4. Swab the exposed stopper surfaces with alcohol.
5. Remove cover from one end of the double-ended transfer needle. Insert the exposed end of the needle through the center of the stopper in the diluent vial.
6. Remove plastic cap from the other end of the double-ended transfer needle now seated in the stopper of the diluent vial. To reduce any foaming, invert the vial of diluent and insert the exposed end of the needle through the center of the stopper in the product vial at an angle, making certain that the diluent vial is always above the product vial. The angle of insertion directs the flow of diluent against the side of the product vial. Refer to Figure below. The vacuum in the vial is sufficient to allow transfer of all of the diluent.
7. Disconnect the two vials by removing the diluent vial from the transfer needle. This allows any remaining low pressure in the product vial to equalize. Next, remove the double-ended transfer needle from the product vial and discard the needle into the appropriate safety container.
8. Let the vial stand until most of the contents is in solution, then GENTLY swirl until the powder is completely dissolved. Reconstitution requires no more than five minutes for a 0.5 gram vial and no more than 10 minutes for a 1 gram vial.
Note: Do not shake the content of the vial. Do not invert the vial until ready to withdraw content.
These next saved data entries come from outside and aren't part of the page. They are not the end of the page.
//! [`MysqlConnector`] -- MySQL-backed [`SchemaConnector`] implementation,
//! built on the synchronous `mysql` crate.

use std::sync::Mutex;

use mysql::prelude::Queryable;
use mysql::{Conn, Value};
use nexus_connector::{
    CanonicalType, ColumnInfo, ConnectorError, Dialect, IndexInfo, Result, SchemaConnector,
    SqlParam, SqlRow, SqlValue,
};
use nexus_schema::{DefaultValue, Field, Index};
use tracing::{debug, trace};

use crate::parse_sql_type::parse_sql_type;
use crate::type_mapping;

/// MySQL-backed implementation of [`SchemaConnector`].
///
/// MySQL has no transactional DDL (spec §9): each migration statement runs
/// independently, and [`SchemaConnector::supports_ddl_transactions`]
/// reports `false`.
pub struct MysqlConnector {
    conn: Mutex<Conn>,
}

impl MysqlConnector {
    /// Wraps an existing MySQL connection.
    pub fn new(conn: Conn) -> Self {
        Self {
            conn: Mutex::new(conn),
        }
    }

    fn lock(&self) -> std::sync::MutexGuard<'_, Conn> {
        self.conn.lock().unwrap_or_else(|e| e.into_inner())
    }

    fn column_def(&self, field: &Field) -> String {
        let mut parts = vec![format!("`{}` {}", field.name, self.type_mapping(field))];
        if !field.nullable {
            parts.push("NOT NULL".to_string());
        }
        if field.unique && !field.primary_key {
            parts.push("UNIQUE".to_string());
        }
        if let Some(default) = &field.default {
            parts.push(format!("DEFAULT {}", self.render_default(default)));
        }
        parts.join(" ")
    }
}

impl SchemaConnector for MysqlConnector {
    fn dialect(&self) -> Dialect {
        Dialect::Mysql
    }

    fn driver_name(&self) -> &'static str {
        "mysql"
    }

    fn quote(&self, identifier: &str) -> String {
        format!("`{identifier}`")
    }

    fn placeholder(&self, _i: u32) -> String {
        "?".to_string()
    }

    fn type_mapping(&self, field: &Field) -> String {
        type_mapping::mysql_type(field)
    }

    fn canonical_type(&self, sql_type: &str) -> CanonicalType {
        parse_sql_type(Dialect::Mysql, sql_type)
    }

    fn render_default(&self, default: &DefaultValue) -> String {
        type_mapping::render_default_mysql(default)
    }

    fn supports_returning(&self) -> bool {
        false
    }

    fn supports_upsert(&self) -> bool {
        true
    }

    fn supports_ddl_transactions(&self) -> bool {
        false
    }

    fn create_table_sql(&self, table: &str, fields: &[Field]) -> String {
        let mut cols: Vec<String> = fields.iter().map(|f| self.column_def(f)).collect();
        if let Some(pk) = fields.iter().find(|f| f.primary_key) {
            cols.push(format!("PRIMARY KEY (`{}`)", pk.name));
        }
        format!(
            "CREATE TABLE IF NOT EXISTS `{table}` (\n  {}\n)",
            cols.join(",\n  ")
        )
    }

    fn drop_table_sql(&self, table: &str) -> String {
        format!("DROP TABLE `{table}`")
    }

    fn create_index_sql(&self, table: &str, index: &Index) -> String {
        let unique = if index.unique { "UNIQUE " } else { "" };
        let cols: Vec<String> = index.fields.iter().map(|c| format!("`{c}`")).collect();
        format!(
            "CREATE {unique}INDEX `{}` ON `{table}` ({})",
            index.name,
            cols.join(", ")
        )
    }

    fn drop_index_sql(&self, table: &str, index_name: &str) -> String {
        format!("DROP INDEX `{index_name}` ON `{table}`")
    }

    fn add_column_sql(&self, table: &str, field: &Field) -> String {
        format!("ALTER TABLE `{table}` ADD COLUMN {}", self.column_def(field))
    }

    fn drop_column_sql(&self, table: &str, column: &str) -> String {
        format!("ALTER TABLE `{table}` DROP COLUMN `{column}`")
    }

    fn rename_column_sql(&self, table: &str, from: &str, to: &str) -> String {
        // MySQL 8's RENAME COLUMN does not require repeating the type.
        format!("ALTER TABLE `{table}` RENAME COLUMN `{from}` TO `{to}`")
    }

    fn execute_raw(&self, sql: &str) -> Result<()> {
        trace!(sql, "executing raw batch");
        self.lock()
            .query_drop(sql)
            .map_err(|e| ConnectorError::driver("executing statement batch", e))
    }

    fn execute_params(&self, sql: &str, params: &[SqlParam]) -> Result<u64> {
        trace!(sql, "executing parameterized statement");
        let values: Vec<Value> = params.iter().map(param_to_mysql).collect();
        let mut conn = self.lock();
        conn.exec_drop(sql, values)
            .map_err(|e| ConnectorError::driver("executing parameterized statement", e))?;
        Ok(conn.affected_rows())
    }

    fn query_params(&self, sql: &str, params: &[SqlParam]) -> Result<Vec<SqlRow>> {
        trace!(sql, "executing parameterized query");
        let values: Vec<Value> = params.iter().map(param_to_mysql).collect();
        let rows: Vec<mysql::Row> = self
            .lock()
            .exec(sql, values)
            .map_err(|e| ConnectorError::driver("executing parameterized query", e))?;
        Ok(rows.iter().map(mysql_row_to_sql_row).collect())
    }

    fn introspect_tables(&self) -> Result<Vec<String>> {
        let mut conn = self.lock();
        let names: Vec<String> = conn
            .query(
                "SELECT table_name FROM information_schema.tables \
                 WHERE table_schema = DATABASE() AND table_name NOT LIKE '\\_nexus\\_%' \
                 ORDER BY table_name",
            )
            .map_err(|e| ConnectorError::driver("listing tables", e))?;
        debug!(count = names.len(), "introspected tables");
        Ok(names)
    }

    fn introspect_columns(&self, table: &str) -> Result<Vec<ColumnInfo>> {
        let mut conn = self.lock();
        let rows: Vec<(String, String, String, Option<String>, String, String)> = conn
            .exec(
                "SELECT column_name, column_type, is_nullable, column_default, column_key, extra \
                 FROM information_schema.columns \
                 WHERE table_schema = DATABASE() AND table_name = ? \
                 ORDER BY ordinal_position",
                (table,),
            )
            .map_err(|e| ConnectorError::driver(format!("introspecting columns of '{table}'"), e))?;

        Ok(rows
            .into_iter()
            .map(|(name, data_type, is_nullable, default_expr, column_key, extra)| ColumnInfo {
                name,
                sql_type: data_type,
                nullable: is_nullable == "YES",
                primary_key: column_key == "PRI",
                unique: column_key == "UNI",
                default_expr,
                auto_increment: extra.contains("auto_increment"),
            })
            .collect())
    }

    fn introspect_indexes(&self, table: &str) -> Result<Vec<IndexInfo>> {
        let mut conn = self.lock();
        let rows: Vec<(String, i64, String, i64)> = conn
            .exec(
                "SELECT index_name, non_unique, column_name, seq_in_index \
                 FROM information_schema.statistics \
                 WHERE table_schema = DATABASE() AND table_name = ? AND index_name != 'PRIMARY' \
                 ORDER BY index_name, seq_in_index",
                (table,),
            )
            .map_err(|e| ConnectorError::driver(format!("introspecting indexes of '{table}'"), e))?;

        let mut by_name: std::collections::BTreeMap<String, (bool, Vec<(i64, String)>)> =
            std::collections::BTreeMap::new();
        for (name, non_unique, column, seq) in rows {
            let entry = by_name.entry(name).or_insert((non_unique == 0, Vec::new()));
            entry.1.push((seq, column));
        }
        Ok(by_name
            .into_iter()
            .map(|(name, (unique, mut cols))| {
                cols.sort_by_key(|(seq, _)| *seq);
                IndexInfo {
                    name,
                    unique,
                    columns: cols.into_iter().map(|(_, c)| c).collect(),
                }
            })
            .collect())
    }
}

fn param_to_mysql(param: &SqlParam) -> Value {
    match param {
        SqlParam::Text(s) => Value::Bytes(s.clone().into_bytes()),
        SqlParam::Int(i) => Value::Int(*i),
        SqlParam::Null => Value::NULL,
    }
}

fn mysql_value_to_sql_value(value: &Value) -> SqlValue {
    match value {
        Value::NULL => SqlValue::Null,
        Value::Int(i) => SqlValue::Int(*i),
        Value::UInt(u) => SqlValue::Int(*u as i64),
        Value::Bytes(bytes) => SqlValue::Text(String::from_utf8_lossy(bytes).into_owned()),
        other => SqlValue::Text(format!("{other:?}")),
    }
}

fn mysql_row_to_sql_row(row: &mysql::Row) -> SqlRow {
    (0..row.len())
        .map(|i| row.as_ref(i).map(mysql_value_to_sql_value).unwrap_or(SqlValue::Null))
        .collect()
}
9. Reconstituted product is a colorless or slightly yellow to yellow-green solution.
10. A few small visible particles may occasionally remain in the reconstituted product. These will be removed by the sterile 20 micron filter supplied with the product.
For intravenous infusion
1. Inspect the reconstituted product visually for particulate matter and discoloration prior to administration.
2. Several vials may be pooled into an empty, sterile intravenous solution container using aseptic technique and a sterile 20 micron filter supplied with the product.
3. Administer ARALAST NP within three hours after reconstitution to reduce the risk of harmful microbial growth. Discard any unused contents.
4. Administer ARALAST NP alone, without mixing with other agents or diluting solutions.
- Administer ARALAST NP at a rate not to exceed 0.2 mL per kg body weight per minute, and as determined by the response and comfort of the patient.
- Reduce the infusion rate or halt the infusion if adverse reactions occur. Resume the infusion at a rate tolerated by the patient after symptoms subside.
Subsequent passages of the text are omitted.